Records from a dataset
.....

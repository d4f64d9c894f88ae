use anyhow::{Context, Result};
use clap::{ArgAction, Parser, Subcommand};
use std::path::PathBuf;
use std::process::ExitCode;
use tokio_util::sync::CancellationToken;
use tracing::{error, info, warn};
use tracing_subscriber::EnvFilter;

use slow_export::auth::Authenticator;
use slow_export::client::RestClient;
use slow_export::config::{template_toml, ExportConfig};
use slow_export::ledger::TaskLedger;
use slow_export::monitor::{monitor, MonitorOutcome, MonitorSettings};
use slow_export::scale::calculate_scale;
use slow_export::submission::{submit_all, SubmissionPlan};

#[derive(Parser, Debug)]
#[command(version, about = "Submit satellite image exports and wait for them to finish")]
struct Cli {
    /// Export configuration (TOML)
    #[arg(short, long, default_value = "./inputs/export.toml")]
    config: PathBuf,

    /// Raise log verbosity (-v debug, -vv trace); RUST_LOG overrides
    #[arg(short, long, action = ArgAction::Count)]
    verbose: u8,

    #[command(subcommand)]
    command: Command,
}

#[derive(Subcommand, Debug)]
enum Command {
    /// Write the built-in configuration template
    Template { out: PathBuf },
    /// Print the monthly windows and scale inputs without contacting the platform
    Windows {
        /// Region area in square meters, to preview the derived scale
        #[arg(long)]
        area: Option<f64>,
    },
    /// Submit one export per window and product, then monitor them
    Submit {
        #[arg(long)]
        no_monitor: bool,
        #[arg(long, default_value = "./outputs/tasks.json")]
        ledger: PathBuf,
    },
    /// Resume monitoring tasks recorded by a previous submit
    Monitor {
        #[arg(long, default_value = "./outputs/tasks.json")]
        ledger: PathBuf,
    },
}

fn init_logging(verbose: u8) {
    let level = match verbose {
        0 => "info",
        1 => "debug",
        _ => "trace",
    };
    let filter = EnvFilter::try_from_default_env().unwrap_or_else(|_| EnvFilter::new(level));
    tracing_subscriber::fmt().with_env_filter(filter).init();
}

fn cancel_on_ctrl_c() -> CancellationToken {
    let cancel = CancellationToken::new();
    let trigger = cancel.clone();
    tokio::spawn(async move {
        if tokio::signal::ctrl_c().await.is_ok() {
            warn!("interrupted, remote tasks keep running");
            trigger.cancel();
        }
    });
    cancel
}

async fn connect(config: &ExportConfig) -> Result<RestClient> {
    let http = reqwest::Client::builder()
        .user_agent(concat!(env!("CARGO_PKG_NAME"), "/", env!("CARGO_PKG_VERSION")))
        .build()?;
    let auth = Authenticator::new(config.auth.clone(), http.clone());
    let client = RestClient::new(http, auth, &config.project)?;
    client
        .authenticate()
        .await
        .context("unable to authenticate")?;
    Ok(client)
}

async fn run_monitor(
    client: &RestClient,
    ledger: &TaskLedger,
    settings: &MonitorSettings,
) -> bool {
    let cancel = cancel_on_ctrl_c();
    let summary = monitor(client, &ledger.tasks, settings, &cancel).await;
    summary.log_summary();
    summary.outcome == MonitorOutcome::Finished && summary.unsuccessful().is_empty()
}

#[tokio::main]
async fn main() -> Result<ExitCode> {
    let cli = Cli::parse();
    init_logging(cli.verbose);

    match cli.command {
        Command::Template { out } => {
            let config = ExportConfig::from_template(&template_toml())?;
            config.write(&out)?;
            info!("wrote template to {}", out.display());
            Ok(ExitCode::SUCCESS)
        }
        Command::Windows { area } => {
            let config = ExportConfig::read(&cli.config)?;
            for window in config.windows() {
                println!("{window}");
            }
            if let Some(area) = area {
                let scale = calculate_scale(area, config.export.max_pixels);
                println!("scale: {scale:.3} m/px for {area} m² at {} px", config.export.max_pixels);
            }
            Ok(ExitCode::SUCCESS)
        }
        Command::Submit { no_monitor, ledger } => {
            let config = ExportConfig::read(&cli.config)
                .with_context(|| format!("reading {}", cli.config.display()))?;
            let client = match connect(&config).await {
                Ok(client) => client,
                Err(e) => {
                    error!("{e:#}");
                    return Ok(ExitCode::FAILURE);
                }
            };

            let plan = SubmissionPlan::prepare(&client, &config).await?;
            let report = submit_all(&client, &plan, config.export.failure_policy).await;
            report.log_summary();

            let tasks = TaskLedger::new(&config.project, report.tasks());
            tasks.write(&ledger)?;
            info!("recorded {} task(s) in {}", tasks.tasks.len(), ledger.display());

            let mut ok = report.failures().is_empty();
            if !no_monitor {
                ok &= run_monitor(&client, &tasks, &config.monitor).await;
            }
            Ok(if ok { ExitCode::SUCCESS } else { ExitCode::FAILURE })
        }
        Command::Monitor { ledger } => {
            let config = ExportConfig::read(&cli.config)?;
            let tasks = TaskLedger::read(&ledger)
                .with_context(|| format!("reading {}", ledger.display()))?;
            let client = match connect(&config).await {
                Ok(client) => client,
                Err(e) => {
                    error!("{e:#}");
                    return Ok(ExitCode::FAILURE);
                }
            };
            let ok = run_monitor(&client, &tasks, &config.monitor).await;
            Ok(if ok { ExitCode::SUCCESS } else { ExitCode::FAILURE })
        }
    }
}
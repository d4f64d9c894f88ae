use crate::expr::{arg, call, constant, strings, Expr};
use serde::{Deserialize, Serialize};
use std::fmt;

const QA60_CLOUD_BIT: u32 = 1 << 10;
const QA60_CIRRUS_BIT: u32 = 1 << 11;

#[derive(Deserialize, Serialize, Clone, Copy, Debug, PartialEq, Eq, Hash)]
#[serde(rename_all = "lowercase")]
pub enum Satellite {
    Landsat8,
    Sentinel2,
}

impl Satellite {
    pub fn collection_id(self: &Self) -> &'static str {
        match self {
            Self::Landsat8 => "LANDSAT/LC08/C02/T1_L2",
            Self::Sentinel2 => "COPERNICUS/S2_SR_HARMONIZED",
        }
    }

    /// Metadata property holding the scene's cloud percentage.
    pub fn cloud_property(self: &Self) -> &'static str {
        match self {
            Self::Landsat8 => "CLOUD_COVER",
            Self::Sentinel2 => "CLOUDY_PIXEL_PERCENTAGE",
        }
    }

    pub fn nir_band(self: &Self) -> &'static str {
        match self {
            Self::Landsat8 => "SR_B5",
            Self::Sentinel2 => "B8",
        }
    }

    pub fn red_band(self: &Self) -> &'static str {
        match self {
            Self::Landsat8 => "SR_B4",
            Self::Sentinel2 => "B4",
        }
    }

    /// Prefix used in export descriptions.
    pub fn label(self: &Self) -> &'static str {
        match self {
            Self::Landsat8 => "Landsat",
            Self::Sentinel2 => "Sentinel",
        }
    }

    /// Fixed export scale for per-image exports, if the product has one.
    /// Landsat exports use the scale derived from the region's pixel budget.
    pub fn native_scale(self: &Self) -> Option<f64> {
        match self {
            Self::Landsat8 => None,
            Self::Sentinel2 => Some(10.0),
        }
    }

    /// Per-image preprocessing, as a one-argument function over `img`.
    ///
    /// Landsat 8 Collection 2 gets the surface reflectance and surface
    /// temperature scale factors; Sentinel-2 gets the QA60 cloud/cirrus mask
    /// and is rescaled to reflectance.
    pub fn preprocess(self: &Self, img: Expr) -> Expr {
        match self {
            Self::Landsat8 => landsat_scale_factors(img),
            Self::Sentinel2 => sentinel_cloud_mask(img),
        }
    }
}

impl fmt::Display for Satellite {
    fn fmt(&self, f: &mut fmt::Formatter<'_>) -> fmt::Result {
        match self {
            Self::Landsat8 => write!(f, "Landsat 8"),
            Self::Sentinel2 => write!(f, "Sentinel-2"),
        }
    }
}

pub fn image_constant(value: impl Into<serde_json::Value>) -> Expr {
    call("Image.constant", [("value", constant(value))])
}

fn select(img: Expr, bands: &[&str]) -> Expr {
    call("Image.select", [("input", img), ("bandSelectors", strings(bands))])
}

fn binary(function: &str, a: Expr, b: Expr) -> Expr {
    call(function, [("image1", a), ("image2", b)])
}

fn linear(img: Expr, gain: f64, offset: f64) -> Expr {
    binary(
        "Image.add",
        binary("Image.multiply", img, image_constant(gain)),
        image_constant(offset),
    )
}

fn add_bands_overwrite(dst: Expr, src: Expr) -> Expr {
    call(
        "Image.addBands",
        [("dstImg", dst), ("srcImg", src), ("overwrite", constant(true))],
    )
}

fn landsat_scale_factors(img: Expr) -> Expr {
    let optical = linear(select(img.clone(), &["SR_B."]), 0.0000275, -0.2);
    let thermal = linear(select(img.clone(), &["ST_B.*"]), 0.00341802, 149.0);
    add_bands_overwrite(add_bands_overwrite(img, optical), thermal)
}

fn sentinel_cloud_mask(img: Expr) -> Expr {
    let qa = select(img.clone(), &["QA60"]);
    let clear = |bit: u32| {
        binary(
            "Image.eq",
            binary("Image.bitwiseAnd", qa.clone(), image_constant(bit)),
            image_constant(0),
        )
    };
    let mask = binary("Image.and", clear(QA60_CLOUD_BIT), clear(QA60_CIRRUS_BIT));
    let masked = call("Image.updateMask", [("image", img), ("mask", mask)]);
    binary("Image.divide", masked, image_constant(10000))
}

/// `preprocess` wrapped as a named function over a collection element.
pub fn preprocess_fn(satellite: Satellite) -> Expr {
    crate::expr::lambda(&["img"], satellite.preprocess(arg("img")))
}

#[cfg(test)]
mod tests {
    use super::*;
    use crate::expr::Expression;

    #[test]
    fn test_band_names() {
        assert_eq!(Satellite::Landsat8.nir_band(), "SR_B5");
        assert_eq!(Satellite::Landsat8.red_band(), "SR_B4");
        assert_eq!(Satellite::Sentinel2.nir_band(), "B8");
        assert_eq!(Satellite::Sentinel2.red_band(), "B4");
    }

    #[test]
    fn test_serde_names() {
        let s: Satellite = serde_json::from_str("\"sentinel2\"").unwrap();
        assert_eq!(s, Satellite::Sentinel2);
    }

    #[test]
    fn test_cloud_mask_uses_qa_bits() {
        let encoded = Expression::new(&Satellite::Sentinel2.preprocess(arg("img")));
        let text = serde_json::to_string(&encoded).unwrap();
        assert!(text.contains("\"QA60\""));
        assert!(text.contains("1024"));
        assert!(text.contains("2048"));
        assert!(text.contains("Image.updateMask"));
    }

    #[test]
    fn test_landsat_scale_factors() {
        let encoded = Expression::new(&Satellite::Landsat8.preprocess(arg("img")));
        let text = serde_json::to_string(&encoded).unwrap();
        assert!(text.contains("2.75e-5") || text.contains("0.0000275"));
        assert!(text.contains("149.0"));
    }
}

.....

Work instruction> Each line of the records that contains the string "product" must be copied.

Response to this task>
    /// Submit one export per window and product, then monitor them
    /// Fixed export scale for per-image exports, if the product has one.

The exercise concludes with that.